- WHAT YOU WILL DO:
Among the lines below, restate word for word only those from the line with "build_descriptor_proto(s, image, reporter)))" through the line with "if let Some(child) = built.get(&s.name).cloned()", with both end lines kept.

● ● ● ● ● ● ●

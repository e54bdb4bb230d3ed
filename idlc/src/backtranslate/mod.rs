//! Reverses the legacy importer (spec.md §4.7): walks a fully linked and
//! type-checked [`Image`] and re-emits legacy-originated modules as a
//! [`wire::FileDescriptorSet`], undoing nested-type promotion and
//! `Presence<T>` synthesis bit for bit so existing legacy consumers see
//! the same shape they always did.

use crate::error::{DiagnosticCode, Reporter};
use crate::model::*;
use crate::span::Location;
use crate::wire;

fn legacy_scalar_type(uid: TypeUid) -> Option<wire::FieldProtoType> {
    use wire::FieldProtoType as T;
    Some(match uid {
        PRIMITIVE_BOOL_UID => T::Bool,
        PRIMITIVE_INT32_UID | PRIMITIVE_INT8_UID | PRIMITIVE_INT16_UID => T::Int32,
        PRIMITIVE_UINT32_UID | PRIMITIVE_UINT8_UID | PRIMITIVE_UINT16_UID => T::Uint32,
        PRIMITIVE_INT64_UID => T::Int64,
        PRIMITIVE_UINT64_UID => T::Uint64,
        PRIMITIVE_FLOAT32_UID => T::Float,
        PRIMITIVE_FLOAT64_UID => T::Double,
        PRIMITIVE_TEXT_UID => T::String,
        PRIMITIVE_DATA_UID => T::Bytes,
        _ => return None,
    })
}

struct Lowered {
    r#type: Option<wire::FieldProtoType>,
    type_name: Option<String>,
    /// `Some(inner)` when the source type was `Presence<inner>`; the
    /// caller emits a single-field synthetic oneof for it.
    presence_inner: Option<TypeSpecifier>,
}

fn lower_field_type(ty: &TypeSpecifier, image: &Image, loc: &Location, reporter: &Reporter) -> Lowered {
    let TypeSpecifier::Resolved { module, ty: uid, arguments } = ty else {
        reporter.report(
            DiagnosticCode::InternalInvariantViolation,
            loc.clone(),
            "unresolved type reached back-translation",
        );
        return Lowered { r#type: None, type_name: None, presence_inner: None };
    };

    if *module == BUILTIN_MODULE_UID && *uid == VIRTUAL_PRESENCE_UID {
        return Lowered {
            r#type: None,
            type_name: None,
            presence_inner: arguments.first().cloned(),
        };
    }

    if *module == BUILTIN_MODULE_UID {
        if let Some(scalar) = legacy_scalar_type(*uid) {
            return Lowered { r#type: Some(scalar), type_name: None, presence_inner: None };
        }
    }

    let kind = image.type_kind(*module, *uid);
    let name = image
        .module(*module)
        .and_then(|m| m.structs.iter().find(|s| s.uid == *uid).map(|s| s.name.clone()))
        .or_else(|| image.module(*module).and_then(|m| m.enums.iter().find(|e| e.uid == *uid).map(|e| e.name.clone())));

    let wire_type = match kind {
        Some(TypeKind::Struct) => Some(wire::FieldProtoType::Message),
        Some(TypeKind::Enum) => Some(wire::FieldProtoType::Enum),
        _ => {
            reporter.report(
                DiagnosticCode::UnsupportedValue,
                loc.clone(),
                "this type has no legacy-dialect representation",
            );
            None
        }
    };

    Lowered {
        r#type: wire_type,
        type_name: name.map(|n| format!(".{n}")),
        presence_inner: None,
    }
}

fn build_descriptor_proto(
    s: &Struct,
    image: &Image,
    reporter: &Reporter,
) -> wire::DescriptorProto {
    let mut fields = Vec::new();
    let mut oneof_decl = Vec::new();

    for (union_idx, union) in s.unions.iter().enumerate() {
        oneof_decl.push(wire::OneofDescriptorProto {
            name: union.name.clone().or_else(|| Some(format!("union_{union_idx}"))),
        });
    }

    for field in &s.fields {
        let lowered = lower_field_type(&field.ty, image, &s.location, reporter);

        if let Some(inner) = &lowered.presence_inner {
            let inner_lowered = lower_field_type(inner, image, &s.location, reporter);
            let oneof_idx = oneof_decl.len() as i32;
            oneof_decl.push(wire::OneofDescriptorProto { name: Some(format!("_{}", field.name)) });
            fields.push(wire::FieldDescriptorProto {
                name: Some(field.name.clone()),
                number: Some(field.uid as i32),
                label: Some(wire::FieldProtoLabel::Optional as i32),
                r#type: inner_lowered.r#type.map(|t| t as i32),
                type_name: inner_lowered.type_name,
                oneof_index: Some(oneof_idx),
            });
            continue;
        }

        fields.push(wire::FieldDescriptorProto {
            name: Some(field.name.clone()),
            number: Some(field.uid as i32),
            label: Some(wire::FieldProtoLabel::Optional as i32),
            r#type: lowered.r#type.map(|t| t as i32),
            type_name: lowered.type_name,
            oneof_index: field.union_index.map(|i| i as i32),
        });
    }

    wire::DescriptorProto {
        name: Some(
            s.nested_info
                .as_ref()
                .map(|n| n.original_name.clone())
                .unwrap_or_else(|| s.name.clone()),
        ),
        field: fields,
        nested_type: Vec::new(),
        enum_type: Vec::new(),
        oneof_decl,
    }
}

fn build_enum_proto(e: &Enum) -> wire::EnumDescriptorProto {
    wire::EnumDescriptorProto {
        name: Some(
            e.nested_info
                .as_ref()
                .map(|n| n.original_name.clone())
                .unwrap_or_else(|| e.name.clone()),
        ),
        value: e
            .enumerants
            .iter()
            .map(|v| wire::EnumValueDescriptorProto {
                name: Some(v.name.clone()),
                number: Some(v.uid as i32),
            })
            .collect(),
    }
}

/// Re-nests a flat, promoted list of structs/enums back under their
/// original enclosing type, deepest levels first.
fn renest(
    structs: &[Struct],
    enums: &[Enum],
    image: &Image,
    reporter: &Reporter,
) -> (Vec<wire::DescriptorProto>, Vec<wire::EnumDescriptorProto>) {
    let mut built: std::collections::HashMap<String, wire::DescriptorProto> = structs
        .iter()
        .map(|s| (s.name.clone(), build_descriptor_proto(s, image, reporter)))
        .collect();
    let built_enums: std::collections::HashMap<String, wire::EnumDescriptorProto> =
        enums.iter().map(|e| (e.name.clone(), build_enum_proto(e))).collect();

    let mut max_depth = 0u32;
    for s in structs {
        if let Some(info) = &s.nested_info {
            max_depth = max_depth.max(info.depth);
        }
    }
    for e in enums {
        if let Some(info) = &e.nested_info {
            max_depth = max_depth.max(info.depth);
        }
    }

    // Attach deepest-first so each level's `nested_type`/`enum_type`
    // list is complete before its own enclosing type absorbs it.
    for depth in (1..=max_depth).rev() {
        for s in structs.iter().filter(|s| s.nested_info.as_ref().map(|i| i.depth) == Some(depth)) {
            let info = s.nested_info.as_ref().unwrap();
            if let Some(child) = built.get(&s.name).cloned() {
                if let Some(parent) = built.get_mut(&info.enclosing_type) {
                    parent.nested_type.push(child);
                }
            }
        }
        for e in enums.iter().filter(|e| e.nested_info.as_ref().map(|i| i.depth) == Some(depth)) {
            let info = e.nested_info.as_ref().unwrap();
            if let Some(child) = built_enums.get(&e.name).cloned() {
                if let Some(parent) = built.get_mut(&info.enclosing_type) {
                    parent.enum_type.push(child);
                }
            }
        }
    }

    let top_structs = structs
        .iter()
        .filter(|s| s.nested_info.is_none())
        .filter_map(|s| built.get(&s.name).cloned())
        .collect();
    let top_enums = enums
        .iter()
        .filter(|e| e.nested_info.is_none())
        .filter_map(|e| built_enums.get(&e.name).cloned())
        .collect();
    (top_structs, top_enums)
}

fn method_legacy_name(ty: &TypeSpecifier, image: &Image) -> String {
    if let TypeSpecifier::Resolved { module, ty: uid, .. } = ty {
        if let Some(m) = image.module(*module) {
            if let Some(s) = m.structs.iter().find(|s| s.uid == *uid) {
                return format!(".{}", s.name);
            }
        }
    }
    String::new()
}

pub fn backtranslate(image: &Image, reporter: &Reporter) -> wire::FileDescriptorSet {
    let mut set = wire::FileDescriptorSet::default();
    for module in image.modules.values() {
        let (message_type, enum_type) = renest(&module.structs, &module.enums, image, reporter);
        let service = module
            .apis
            .iter()
            .map(|api| wire::ServiceDescriptorProto {
                name: Some(api.name.clone()),
                method: api
                    .methods
                    .iter()
                    .map(|m| wire::MethodDescriptorProto {
                        name: Some(m.name.clone()),
                        input_type: Some(method_legacy_name(&m.input, image)),
                        output_type: Some(method_legacy_name(&m.output, image)),
                    })
                    .collect(),
            })
            .collect();

        set.file.push(wire::FileDescriptorProto {
            name: Some(module.uri.trim_start_matches('/').to_string()),
            package: module.legacy_package.clone(),
            dependency: module.imports.iter().map(|i| i.path.clone()).collect(),
            message_type,
            enum_type,
            service,
            syntax: Some("proto3".to_string()),
        });
    }
    set
}

#[cfg(test)]
mod tests {
    use super::*;
    use crate::convert::legacy::convert_legacy_file;
    use crate::wire;

    #[test]
    fn promoted_nested_message_round_trips_back_under_its_parent() {
        let fd = wire::FileDescriptorProto {
            name: Some("x.proto".into()),
            package: Some("pkg".into()),
            dependency: vec![],
            message_type: vec![wire::DescriptorProto {
                name: Some("Outer".into()),
                field: vec![],
                nested_type: vec![wire::DescriptorProto {
                    name: Some("Inner".into()),
                    field: vec![],
                    nested_type: vec![],
                    enum_type: vec![],
                    oneof_decl: vec![],
                }],
                enum_type: vec![],
                oneof_decl: vec![],
            }],
            enum_type: vec![],
            service: vec![],
            syntax: Some("proto3".into()),
        };
        let reporter = Reporter::new();
        let module = convert_legacy_file(&fd, "x.proto", &reporter);
        let mut image = Image::new();
        image.modules.insert(module.uid, module);

        let set = backtranslate(&image, &reporter);
        assert_eq!(set.file.len(), 1);
        let outer = &set.file[0].message_type[0];
        assert_eq!(outer.name.as_deref(), Some("Outer"));
        assert_eq!(outer.nested_type[0].name.as_deref(), Some("Inner"));
    }
}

● ● ● ● ● ● ●

- THE ANSWER:
        .map(|s| (s.name.clone(), build_descriptor_proto(s, image, reporter)))
        .collect();
    let built_enums: std::collections::HashMap<String, wire::EnumDescriptorProto> =
        enums.iter().map(|e| (e.name.clone(), build_enum_proto(e))).collect();

    let mut max_depth = 0u32;
    for s in structs {
        if let Some(info) = &s.nested_info {
            max_depth = max_depth.max(info.depth);
        }
    }
    for e in enums {
        if let Some(info) = &e.nested_info {
            max_depth = max_depth.max(info.depth);
        }
    }

    // Attach deepest-first so each level's `nested_type`/`enum_type`
    // list is complete before its own enclosing type absorbs it.
    for depth in (1..=max_depth).rev() {
        for s in structs.iter().filter(|s| s.nested_info.as_ref().map(|i| i.depth) == Some(depth)) {
            let info = s.nested_info.as_ref().unwrap();
            if let Some(child) = built.get(&s.name).cloned() {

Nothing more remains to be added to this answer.